Oui c'est un peu de la bidouille mais le principal c'est que ça fonctionne...

Oui donc comme je m'en doutais... Et donc un SSD n'est pas compatible avec la sonde du disque dur d'un Mac de 2010... 

Donc pour pouvoir mettre un SSD en attendant d'avoir un nouveau DD, ou changer de disque dur pour un plus silencieux il faudra obligatoirement court-circuiter la sonde.. (sauf si par miracle la sonde est compatible avec le DD)

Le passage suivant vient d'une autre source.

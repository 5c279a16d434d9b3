//! Access gate
//!
//! Verifies credentials against the users table and manages accounts.
//! Passwords are stored salted and hashed (see `imgq_common::password`).

use imgq_common::password::{generate_salt, hash_password, verify_password};
use imgq_common::time::{now, parse_storage, to_storage};
use imgq_common::uuid_utils::generate_id;
use imgq_common::{Error, Identity, Result, Role, User};
use sqlx::sqlite::SqliteRow;
use sqlx::{Row, SqlitePool};
use tracing::{info, warn};

fn user_from_row(row: &SqliteRow) -> Result<User> {
    let role: String = row.try_get("role")?;
    let created_at: String = row.try_get("created_at")?;
    Ok(User {
        id: row.try_get("id")?,
        username: row.try_get("username")?,
        role: role.parse()?,
        created_at: parse_storage(&created_at, "users.created_at")?,
    })
}

/// Access gate service
#[derive(Clone)]
pub struct AccessGate {
    db: SqlitePool,
}

impl AccessGate {
    pub fn new(db: SqlitePool) -> Self {
        Self { db }
    }

    /// Verify a username/password pair
    ///
    /// Unknown user and wrong password are indistinguishable to the caller.
    pub async fn authenticate(&self, username: &str, password: &str) -> Result<Identity> {
        let row = sqlx::query(
            "SELECT id, username, role, password_hash, password_salt FROM users WHERE username = ?",
        )
        .bind(username)
        .fetch_optional(&self.db)
        .await?;

        let Some(row) = row else {
            warn!("Login attempt for unknown user '{}'", username);
            return Err(Error::Unauthenticated("Invalid credentials".to_string()));
        };

        let hash: String = row.try_get("password_hash")?;
        let salt: String = row.try_get("password_salt")?;
        if !verify_password(password, &salt, &hash) {
            warn!("Wrong password for user '{}'", username);
            return Err(Error::Unauthenticated("Invalid credentials".to_string()));
        }

        let role: String = row.try_get("role")?;
        Ok(Identity {
            user_id: row.try_get("id")?,
            username: row.try_get("username")?,
            role: role.parse()?,
        })
    }

    /// Create an account
    ///
    /// Fails with `Conflict` when the username is taken.
    pub async fn create_user(&self, username: &str, password: &str, role: Role) -> Result<User> {
        let username = username.trim();
        if username.is_empty() {
            return Err(Error::InvalidPayload("Username must not be empty".to_string()));
        }
        if password.is_empty() {
            return Err(Error::InvalidPayload("Password must not be empty".to_string()));
        }

        let salt = generate_salt();
        let user = User {
            id: generate_id(),
            username: username.to_string(),
            role,
            created_at: now(),
        };

        sqlx::query(
            r#"
            INSERT INTO users (id, username, password_hash, password_salt, role, created_at)
            VALUES (?, ?, ?, ?, ?, ?)
            "#,
        )
        .bind(&user.id)
        .bind(&user.username)
        .bind(hash_password(password, &salt))
        .bind(&salt)
        .bind(role.as_str())
        .bind(to_storage(&user.created_at))
        .execute(&self.db)
        .await
        .map_err(|e| Error::from_write(e, &format!("User '{}'", username)))?;

        info!("Created {} account '{}'", role, user.username);
        Ok(user)
    }

    /// Look up an account by id
    pub async fn get_user(&self, user_id: &str) -> Result<User> {
        let row = sqlx::query("SELECT id, username, role, created_at FROM users WHERE id = ?")
            .bind(user_id)
            .fetch_optional(&self.db)
            .await?;
        match row {
            Some(row) => user_from_row(&row),
            None => Err(Error::NotFound(format!("User {}", user_id))),
        }
    }

    /// Every account, in creation order
    pub async fn list_users(&self) -> Result<Vec<User>> {
        let rows = sqlx::query(
            "SELECT id, username, role, created_at FROM users ORDER BY created_at, rowid",
        )
        .fetch_all(&self.db)
        .await?;
        rows.iter().map(user_from_row).collect()
    }
}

Je pense avoir comprit ce qu'il me reste à faire, le plus dur sera de savoir quoi commander comme matériel = ) Je m'y perd un peu avec tout ces bricolages = )


----------



## kevart (2 Mars 2012)

Bonjour,

J'ai mon disque dur qui fait des siennes. http://forum.mac4ever.com/etat-smart-echec-t73493.htmlEtat S.M.A.R.T. : échec -> voir capture.

Il est équipé d'origine d'un disque dur de marque Seagate.
Je pensai donc le remplacer par un Seagate également. 
Est ce que ceci m'évitera le problème incompatibilité entre les nappes?  

Le fait que ça soit un Sata 3 au lieu d'un Sata 2 d'origine posera t'il problème? 

Merci
Kevin


----------



## LionelA6 (2 Mars 2012)

Bonjour Kevin 
Quelle que soit la marque du DD que tu prenne, tant qu'il est SATA, il n'y aura pas de soucis de compatibilité 
Si ton nouveau DD est en SATA3 alors que la nappe n'est qu'en SATA2... ton DD sera juste bridé, c'est tout 
Par contre, je crois qu'il y a une histoire de sonde de t° et/ou de firmware du DD propre à Apple 
Lionel.


----------